French press review 27 July 2012
The 2012 Olympics rolling off in London tonight share the limelight with economic and social issues this morning.
“Go Olympics, go!” yells Libération, alongside France’s leading sports journal L’Equipe which has also brought the flags out for the French delegation..
The two newspapers are upbeat about French medal prospects, both betting on a 21 gold medal sweep and 63 in all.
"It’s your turn now!" shouts Aujourd’hui en France/Le Parisien as it challenges Team France to beat the standing French record of 41 medals won at the Beijing Games in 2008.
La Croix is delighted that that Olympic spirit and the Olympic flame burn on, despite attempts by powerful commercial interests to hijack the world’s greatest sporting event.
According to the Catholic newspaper, it is indeed refreshing to note that the enthusiasm of the athletes and the fans remains intact and is the sole issue on everyone’s mind, as the games gets underway.
That’s not the view upheld by L’Humanité. The Communist Party's daily claims that London 2012 is all about money arguing that the British capital city will have to cough up 30 billion euros to ensure the success of the event which has turned out to be more expensive than organisers had expected.

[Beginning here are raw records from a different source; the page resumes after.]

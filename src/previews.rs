//! Short per-style sample clips, one file per style id

use std::path::{Path, PathBuf};

use crate::catalog::{Catalog, StyleEntry};
use crate::config::LineupConfig;
use crate::error::Result;
use crate::models::GenerationRequest;
use crate::pipeline::AudioPipeline;
use crate::progress::{ProgressReporter, ProgressSender};

/// Preview directory plus the pipeline that fills it
#[derive(Clone)]
pub struct PreviewLibrary {
    pipeline: AudioPipeline,
    extension: String,
    text: String,
}

impl PreviewLibrary {
    /// Previews are rendered by `pipeline` redirected into `config.preview_dir`
    pub fn new(config: &LineupConfig, pipeline: &AudioPipeline) -> Self {
        Self {
            pipeline: pipeline.with_output_dir(&config.preview_dir),
            extension: config.output_extension.clone(),
            text: config.preview_text.clone(),
        }
    }

    /// Directory holding every preview file
    pub fn asset_path(&self) -> &Path {
        self.pipeline.output_dir()
    }

    pub fn preview_path(&self, style_id: u32) -> PathBuf {
        self.asset_path()
            .join(format!("{}.{}", style_id, self.extension))
    }

    /// Styles of `catalog` that have no preview file yet
    pub fn missing(&self, catalog: &Catalog) -> Vec<StyleEntry> {
        catalog
            .entries()
            .into_iter()
            .filter(|entry| !self.preview_path(entry.speaker_id).exists())
            .collect()
    }

    /// Render a preview for every style that lacks one.
    ///
    /// `progress` receives one event per preview. Stops at the first failure;
    /// previews written before it are kept.
    pub async fn generate_missing(
        &self,
        catalog: &Catalog,
        progress: Option<ProgressSender>,
    ) -> Result<Vec<PathBuf>> {
        let missing = self.missing(catalog);
        if missing.is_empty() {
            log::info!("All {} previews present", catalog.entries().len());
            return Ok(Vec::new());
        }

        log::info!(
            "Generating {} previews into {}",
            missing.len(),
            self.asset_path().display()
        );
        let mut reporter = ProgressReporter::new(missing.len(), progress);
        let mut generated = Vec::with_capacity(missing.len());

        for entry in &missing {
            reporter.report(format!("Preview: {}", entry.display_name(true)));
            let request = self.request_for(entry);
            match self.pipeline.generate(&request, None).await {
                Ok(path) => generated.push(path),
                Err(e) => {
                    reporter.fail(format!("Error: {}", e));
                    return Err(e);
                }
            }
        }

        Ok(generated)
    }

    fn request_for(&self, entry: &StyleEntry) -> GenerationRequest {
        GenerationRequest {
            output_base_name: entry.speaker_id.to_string(),
            prepend_name: false,
            interval_seconds: 0.0,
            ..GenerationRequest::new(
                self.text.clone(),
                [(entry.speaker_id, entry.display_name(true))],
            )
        }
    }
}

#[cfg(test)]
mod tests {
    use std::sync::{Arc, Mutex};

    use async_trait::async_trait;
    use bytes::Bytes;
    use serde_json::json;

    use super::*;
    use crate::error::LineupError;
    use crate::ffmpeg::{AudioEncoder, EncodeInput};
    use crate::models::{Speaker, SpeakerStyle};
    use crate::progress::progress_channel;
    use crate::voicevox::{AudioQuery, VoiceEngine};

    #[derive(Default)]
    struct EchoEngine {
        spoken: Mutex<Vec<(u32, String)>>,
        reject: Option<u32>,
    }

    #[async_trait]
    impl VoiceEngine for EchoEngine {
        async fn speakers(&self) -> Result<Vec<Speaker>> {
            Ok(Vec::new())
        }

        async fn audio_query(&self, speaker: u32, text: &str) -> Result<AudioQuery> {
            if self.reject == Some(speaker) {
                return Err(LineupError::Api {
                    status: 404,
                    body: "no such style".to_string(),
                });
            }
            self.spoken.lock().unwrap().push((speaker, text.to_string()));
            Ok(json!({ "text": text }))
        }

        async fn synthesis(&self, speaker: u32, _query: &AudioQuery) -> Result<Bytes> {
            Ok(Bytes::from(format!("wav-{}", speaker)))
        }
    }

    struct CopyEncoder;

    #[async_trait]
    impl AudioEncoder for CopyEncoder {
        async fn concat(&self, _manifest: &Path, _output: &Path) -> Result<()> {
            Err(LineupError::Tool("previews never concatenate".to_string()))
        }

        async fn encode(&self, input: EncodeInput<'_>, output: &Path) -> Result<()> {
            match input {
                EncodeInput::File(path) => {
                    tokio::fs::copy(path, output).await?;
                    Ok(())
                }
                EncodeInput::Manifest(_) => {
                    Err(LineupError::Tool("previews are single files".to_string()))
                }
            }
        }
    }

    fn catalog() -> Catalog {
        Catalog::new(vec![Speaker {
            name: "ずんだもん".to_string(),
            speaker_uuid: "388f246b".to_string(),
            styles: vec![
                SpeakerStyle { id: 3, name: "ノーマル".to_string() },
                SpeakerStyle { id: 1, name: "あまあま".to_string() },
                SpeakerStyle { id: 7, name: "ツンツン".to_string() },
            ],
        }])
    }

    fn library(dir: &Path, engine: Arc<EchoEngine>) -> PreviewLibrary {
        let config = LineupConfig {
            output_dir: dir.join("output"),
            preview_dir: dir.join("previews"),
            ..LineupConfig::default()
        };
        let pipeline = AudioPipeline::new(&config, engine, Arc::new(CopyEncoder));
        PreviewLibrary::new(&config, &pipeline)
    }

    #[test]
    fn paths_are_keyed_by_style_id() {
        let dir = tempfile::tempdir().unwrap();
        let previews = library(dir.path(), Arc::default());
        assert_eq!(previews.asset_path(), dir.path().join("previews"));
        assert_eq!(previews.preview_path(3), dir.path().join("previews").join("3.mp3"));
    }

    #[tokio::test]
    async fn only_missing_previews_are_generated() {
        let dir = tempfile::tempdir().unwrap();
        let engine = Arc::new(EchoEngine::default());
        let previews = library(dir.path(), engine.clone());

        std::fs::create_dir_all(previews.asset_path()).unwrap();
        std::fs::write(previews.preview_path(1), b"existing").unwrap();
        let missing: Vec<u32> = previews.missing(&catalog()).iter().map(|e| e.speaker_id).collect();
        assert_eq!(missing, vec![3, 7]);

        let (tx, mut rx) = progress_channel();
        let generated = previews.generate_missing(&catalog(), Some(tx)).await.unwrap();

        assert_eq!(generated, vec![previews.preview_path(3), previews.preview_path(7)]);
        assert_eq!(std::fs::read(previews.preview_path(7)).unwrap(), b"wav-7");
        assert!(previews.missing(&catalog()).is_empty());

        let spoken = engine.spoken.lock().unwrap().clone();
        let preview_text = LineupConfig::default().preview_text;
        assert_eq!(spoken, vec![(3, preview_text.clone()), (7, preview_text)]);

        let percents: Vec<u8> = rx.drain().iter().map(|e| e.percent).collect();
        assert_eq!(percents, vec![50, 100]);
    }

    #[tokio::test]
    async fn nothing_to_do_when_all_present() {
        let dir = tempfile::tempdir().unwrap();
        let previews = library(dir.path(), Arc::default());
        std::fs::create_dir_all(previews.asset_path()).unwrap();
        for id in [1, 3, 7] {
            std::fs::write(previews.preview_path(id), b"x").unwrap();
        }

        assert!(previews.generate_missing(&catalog(), None).await.unwrap().is_empty());
    }

    #[tokio::test]
    async fn failure_keeps_earlier_previews() {
        let dir = tempfile::tempdir().unwrap();
        let engine = Arc::new(EchoEngine {
            reject: Some(1),
            ..EchoEngine::default()
        });
        let previews = library(dir.path(), engine);

        let err = previews.generate_missing(&catalog(), None).await.unwrap_err();

        assert!(matches!(err, LineupError::Api { status: 404, .. }));
        assert!(previews.preview_path(3).exists());
        assert!(!previews.preview_path(1).exists());
        assert!(!previews.preview_path(7).exists());
    }
}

The euro debt crisis and massive lay-offs by several French multinationals are on the front pages of some newspapers. Le Figaro welcomes the rush by European Central Bank (ECB) chief Mario Draghi to help bring down soaring state borrowing costs, particularly in Italy and Spain.
Thursday’s move by the ECB has proved to be reassuring to the markets and has firmed up the euro, according to the economic newspaper Les Echos.
The publication points to the 4.07 per cent recovery of the Cac 40 and the lowering of Spain’s borrowing interest rates to less than seven per cent, as clear signals that the sharp rise in risk appetite is being contained.
After PSA Peugeot-Citroen, it is Alcatel’s turn to bring bad news of massive job retrenchments, regrets Le Monde. The telecoms equipment company plans to slash its workforce by 5,000 worldwide by the end of 2013 after posting losses of 254 million euros in the second quota.
Over 5,000 positions are set to be lost at Air France under another plan and about 2,000 at the pharmaceuticals group Sanofi due to bad business. Le Monde expresses deep concern about the uninterrupted rise of French jobless figures for 14 consecutive months, amid bleak forecast that the number of people out of work could hit three million sooner than expected.